Intro to Dirt Touring was presented as an opportunity for beginners to learn how to manage a mountain bike tour. Our group was 11 guests (six women and five men - my worry that Mandy and I would be the only women was for naught) and two guides (both men). All but two of us had toured with road bikes before, and most had at least some miles on mountain bikes. We talked about why you'd want to tour on dirt roads rather than paved (traffic volumes, solitude, scenery), what equipment you can use to pack your stuff and what stuff that should be, and how to manage meals and shared gear for a group. One flaw in the whole scheme was that we had to come prepared for touring, so we had to have already made a committment to panniers or a trailer rather than having an opportunity to try the different options out. Since I already had them, I opted to put a rear rack on Pali and use panniers (I wasn't willing to splurge on a new front rack, so I had to make do with what I had).
Thankfully, on our first full day we had the opportunity to load up and take a short shakedown ride. I loaded Pali up and started down the hill from the bunkhouse.
Within feet, I stopped. Something definitely wasn't right. I could hear a god-awful rubbing sound. I peered at the rack and quickly spotted the problem. In order to clear the disc-brake assembly on the left side, the rack was pushed too far that way and was rubbing against the rear tire on the right. That's what I get for not testing out my gear before leaving home. Sid, our main guide, hadn't left yet, so I explained the situation to him. He thought he might be able to bend the rack enough to clear the tire, but his first attempts weren't very successful. I left my gear at the bunkhouse and enjoyed an unencumbered shakedown ride while he gave the situation more thought during the ride.
We rode about six miles - to and around Murray Lake on a couple of gravel roads. My favorite part was the short section of daisy-filled double track around the end of the lake. It was easy off-road riding, with just enough squeezes through boulders to make it interesting, and an emergency stop for wild strawberries to sweeten the day. Since we were riding in a group, I wasn't able to stop like I normally might to take pictures, but I did capture one of our guide John at the end of the trail. I'm not sure if you can tell, but all that white in the grassy area beside John was daisies in full bloom. Idyllic.

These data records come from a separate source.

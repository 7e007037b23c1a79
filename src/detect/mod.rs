//! Rule-based detector bank
//!
//! Every captured packet passes through the bank on the ingest thread.
//! Detectors are evaluated in a fixed order and the first trigger wins
//! for that packet; the resulting alert is stamped onto the owning flow
//! and queued for the next classification tick.

pub mod brute_force;
pub mod flood;
pub mod port_scan;
pub mod signatures;
pub mod slow_conn;

use std::net::IpAddr;
use std::time::{Duration, Instant};

use anyhow::Result;
use serde::{Deserialize, Serialize};

use crate::core::PacketMeta;

pub use brute_force::{BruteForceConfig, BruteForceDetector};
pub use flood::{FloodConfig, FloodDetector};
pub use port_scan::{PortScanConfig, PortScanDetector};
pub use signatures::{SignatureConfig, SignatureKind, SignatureMatcher};
pub use slow_conn::{SlowConnConfig, SlowConnDetector};

/// Which rule fired
#[derive(Debug, Clone, Copy, PartialEq, Eq, Serialize, Deserialize)]
pub enum RuleKind {
    Flood,
    PortScan,
    BruteForce,
    SlowConnection,
    SqlInjection,
    ScriptPayload,
}

impl RuleKind {
    /// Attack label reported in alert records
    pub fn label(&self) -> &'static str {
        match self {
            RuleKind::Flood => "DDoS",
            RuleKind::PortScan => "PortScan",
            RuleKind::BruteForce => "SSH-Brute-Force",
            RuleKind::SlowConnection => "Slowloris-DoS",
            RuleKind::SqlInjection => "SQL-Injection",
            RuleKind::ScriptPayload => "XSS-Attack",
        }
    }
}

/// Alert emitted by the bank, consumed by the classification tick
#[derive(Debug, Clone)]
pub struct RuleAlert {
    pub kind: RuleKind,
    pub src_ip: IpAddr,
    pub dst_ip: IpAddr,
    pub dst_port: u16,
    /// Observation backing the trigger (packets, ports, attempts...)
    pub count: usize,
    pub ts: Instant,
}

#[derive(Debug, Clone, Serialize, Deserialize)]
pub struct DetectorConfig {
    #[serde(default)]
    pub flood: FloodConfig,
    #[serde(default)]
    pub port_scan: PortScanConfig,
    #[serde(default)]
    pub brute_force: BruteForceConfig,
    #[serde(default)]
    pub slow_conn: SlowConnConfig,
    #[serde(default)]
    pub signatures: SignatureConfig,
    /// How often idle per-source state is pruned (seconds)
    #[serde(default = "default_cleanup_interval")]
    pub cleanup_interval_secs: u64,
}

fn default_cleanup_interval() -> u64 {
    60
}

impl Default for DetectorConfig {
    fn default() -> Self {
        Self {
            flood: FloodConfig::default(),
            port_scan: PortScanConfig::default(),
            brute_force: BruteForceConfig::default(),
            slow_conn: SlowConnConfig::default(),
            signatures: SignatureConfig::default(),
            cleanup_interval_secs: default_cleanup_interval(),
        }
    }
}

/// All rule detectors, owned by the ingest thread
pub struct RuleDetectors {
    flood: FloodDetector,
    port_scan: PortScanDetector,
    brute_force: BruteForceDetector,
    slow_conn: SlowConnDetector,
    signatures: SignatureMatcher,
    cleanup_interval: Duration,
    last_cleanup: Instant,
}

impl RuleDetectors {
    pub fn new(config: DetectorConfig) -> Result<Self> {
        Ok(Self {
            signatures: SignatureMatcher::new(&config.signatures)?,
            flood: FloodDetector::new(config.flood),
            port_scan: PortScanDetector::new(config.port_scan),
            brute_force: BruteForceDetector::new(config.brute_force),
            slow_conn: SlowConnDetector::new(config.slow_conn),
            cleanup_interval: Duration::from_secs(config.cleanup_interval_secs),
            last_cleanup: Instant::now(),
        })
    }

    /// Run the bank over one packet. First trigger wins.
    pub fn on_packet(&mut self, pkt: &PacketMeta) -> Option<RuleAlert> {
        let now = pkt.ts;
        self.maybe_cleanup(now);

        let (kind, count) = self.evaluate(pkt, now)?;
        Some(RuleAlert {
            kind,
            src_ip: pkt.src_ip,
            dst_ip: pkt.dst_ip,
            dst_port: pkt.dst_port,
            count,
            ts: now,
        })
    }

    fn evaluate(&mut self, pkt: &PacketMeta, now: Instant) -> Option<(RuleKind, usize)> {
        if let Some(count) = self.flood.on_packet(pkt.src_ip, now) {
            return Some((RuleKind::Flood, count));
        }
        if let Some(count) = self.port_scan.on_packet(pkt.src_ip, pkt.dst_port, now) {
            return Some((RuleKind::PortScan, count));
        }

        if let Some(flags) = pkt.tcp_flags() {
            if flags.is_syn() {
                if let Some(count) = self.brute_force.on_attempt(pkt.src_ip, pkt.dst_port, now) {
                    return Some((RuleKind::BruteForce, count));
                }
                if let Some(count) = self.slow_conn.on_syn(pkt.src_ip, pkt.dst_port, now) {
                    return Some((RuleKind::SlowConnection, count));
                }
            } else if flags.ack {
                // Forward ACK completes the handshake; drop half-open credit
                self.slow_conn.on_established(pkt.src_ip);
            }
        }

        match self.signatures.scan(&pkt.payload) {
            Some(SignatureKind::Injection) => Some((RuleKind::SqlInjection, 1)),
            Some(SignatureKind::Script) => Some((RuleKind::ScriptPayload, 1)),
            None => None,
        }
    }

    fn maybe_cleanup(&mut self, now: Instant) {
        if now.saturating_duration_since(self.last_cleanup) < self.cleanup_interval {
            return;
        }
        self.last_cleanup = now;
        let max_age = self.cleanup_interval * 2;
        self.flood.sweep_idle(now, max_age);
        self.port_scan.sweep_idle(now, max_age);
        self.brute_force.sweep_idle(now, max_age);
        self.slow_conn.sweep_idle(now, max_age);
    }
}

#[cfg(test)]
mod tests {
    use super::*;
    use crate::core::{IpProtocol, TcpFlags, TcpMeta};
    use std::net::Ipv4Addr;

    fn syn_packet(src: [u8; 4], dst_port: u16, ts: Instant) -> PacketMeta {
        PacketMeta {
            ts,
            src_ip: IpAddr::V4(Ipv4Addr::from(src)),
            dst_ip: IpAddr::V4(Ipv4Addr::new(10, 0, 0, 1)),
            src_port: 40000,
            dst_port,
            protocol: IpProtocol::Tcp,
            tcp: Some(TcpMeta {
                flags: TcpFlags::from_u8(0x02),
                window: 64240,
                header_len: 20,
            }),
            total_len: 60,
            payload: Vec::new(),
        }
    }

    fn data_packet(payload: &[u8], ts: Instant) -> PacketMeta {
        PacketMeta {
            ts,
            src_ip: IpAddr::V4(Ipv4Addr::new(192, 0, 2, 5)),
            dst_ip: IpAddr::V4(Ipv4Addr::new(10, 0, 0, 1)),
            src_port: 40001,
            dst_port: 8443,
            protocol: IpProtocol::Tcp,
            tcp: Some(TcpMeta {
                flags: TcpFlags::from_u8(0x18),
                window: 64240,
                header_len: 20,
            }),
            total_len: 40 + payload.len() as u32,
            payload: payload.to_vec(),
        }
    }

    #[test]
    fn brute_force_triggers_on_auth_port() {
        let mut bank = RuleDetectors::new(DetectorConfig::default()).unwrap();
        let base = Instant::now();

        let mut alert = None;
        for i in 0..10 {
            let pkt = syn_packet([203, 0, 113, 4], 22, base + Duration::from_millis(i * 500));
            alert = bank.on_packet(&pkt).or(alert);
        }
        let alert = alert.unwrap();
        assert_eq!(alert.kind, RuleKind::BruteForce);
        assert_eq!(alert.dst_port, 22);
    }

    #[test]
    fn signature_alert_carries_kind() {
        let mut bank = RuleDetectors::new(DetectorConfig::default()).unwrap();
        let pkt = data_packet(b"id=1 UNION SELECT * FROM users", Instant::now());
        let alert = bank.on_packet(&pkt).unwrap();
        assert_eq!(alert.kind, RuleKind::SqlInjection);
        assert_eq!(alert.kind.label(), "SQL-Injection");
    }

    #[test]
    fn flood_outranks_slow_conn() {
        // 150 packets in one second against a web port: the flood window
        // fills before another slow-conn trigger, so packet 101 reports a
        // flood even though half-open counting runs on the same stream.
        let mut bank = RuleDetectors::new(DetectorConfig::default()).unwrap();
        let base = Instant::now();

        let mut kinds = Vec::new();
        for i in 0..150u64 {
            let pkt = syn_packet([198, 51, 100, 2], 80, base + Duration::from_micros(i * 6_600));
            if let Some(alert) = bank.on_packet(&pkt) {
                kinds.push(alert.kind);
            }
        }
        assert!(kinds.contains(&RuleKind::Flood));
    }

    #[test]
    fn benign_traffic_stays_quiet() {
        let mut bank = RuleDetectors::new(DetectorConfig::default()).unwrap();
        let base = Instant::now();

        for i in 0..30u64 {
            let pkt = data_packet(b"GET / HTTP/1.1\r\nHost: example.org\r\n\r\n", base + Duration::from_millis(i * 100));
            assert!(bank.on_packet(&pkt).is_none());
        }
    }
}
//! Slow-connection (slowloris-style) detection
//!
//! Tracks half-open connections per source toward well-known web ports.
//! A half-open is a bare SYN with no completing handshake observed; a
//! source accumulating many of them is holding sockets open on purpose.

use std::collections::HashMap;
use std::net::IpAddr;
use std::time::{Duration, Instant};

use serde::{Deserialize, Serialize};

#[derive(Debug, Clone, Serialize, Deserialize)]
pub struct SlowConnConfig {
    /// Ports treated as web-server ports
    #[serde(default = "default_web_ports")]
    pub web_ports: Vec<u16>,
    /// Half-open connections needed to trigger
    #[serde(default = "default_threshold")]
    pub half_open_threshold: usize,
}

impl Default for SlowConnConfig {
    fn default() -> Self {
        Self {
            web_ports: default_web_ports(),
            half_open_threshold: default_threshold(),
        }
    }
}

fn default_web_ports() -> Vec<u16> {
    vec![80, 443, 8080]
}

fn default_threshold() -> usize {
    20
}

struct HalfOpenState {
    count: usize,
    last_seen: Instant,
}

/// Per-source half-open connection counter
pub struct SlowConnDetector {
    config: SlowConnConfig,
    sources: HashMap<IpAddr, HalfOpenState>,
}

impl SlowConnDetector {
    pub fn new(config: SlowConnConfig) -> Self {
        Self {
            config,
            sources: HashMap::new(),
        }
    }

    /// Record a bare SYN toward `dst_port`. Returns the half-open count
    /// when the threshold is reached; the counter resets on trigger.
    pub fn on_syn(&mut self, src: IpAddr, dst_port: u16, now: Instant) -> Option<usize> {
        if !self.config.web_ports.contains(&dst_port) {
            return None;
        }

        let state = self.sources.entry(src).or_insert(HalfOpenState {
            count: 0,
            last_seen: now,
        });
        state.count += 1;
        state.last_seen = now;

        if state.count >= self.config.half_open_threshold {
            let count = state.count;
            state.count = 0;
            Some(count)
        } else {
            None
        }
    }

    /// A completed handshake from `src` clears its half-open count
    pub fn on_established(&mut self, src: IpAddr) {
        if let Some(state) = self.sources.get_mut(&src) {
            state.count = 0;
        }
    }

    /// Drop sources idle longer than `max_age`
    pub fn sweep_idle(&mut self, now: Instant, max_age: Duration) {
        self.sources
            .retain(|_, s| now.saturating_duration_since(s.last_seen) <= max_age);
    }

    pub fn tracked_sources(&self) -> usize {
        self.sources.len()
    }
}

I was shocked when we got back to the bike retreat and John told us that the roads we'd just ridden were rougher than anything we'd see on the rest of the trip. My comment when asked how things had gone? "The road to my house is often rougher than that road." George said to remind him never to visit Alaska. Perhaps one of my worries, the one about not being able to handle riding the upcoming roads, was unfounded.
The best part of the day was Sid's solution to my rack problem. He arranged for me to borrow BOB, a Yak Beast of Burden one-wheeled trailer, from a someone who was just finishing guiding a trip on the Great Divide Route. Yipee! I'd been really wanting the opportunity to try one out, and now I could. That's me with my new best buddy in the photo at the top of this post. Below is Pali and BOB after I learned how to properly park them - much better than laying them on their sides, although it did take some practice to un-jacknife them with aplomb. Oh, by the way, notice the bike tracks running under Pali. That's another of Cricket's clever decorating touches - just a few tracks in paint to liven up the concrete patio.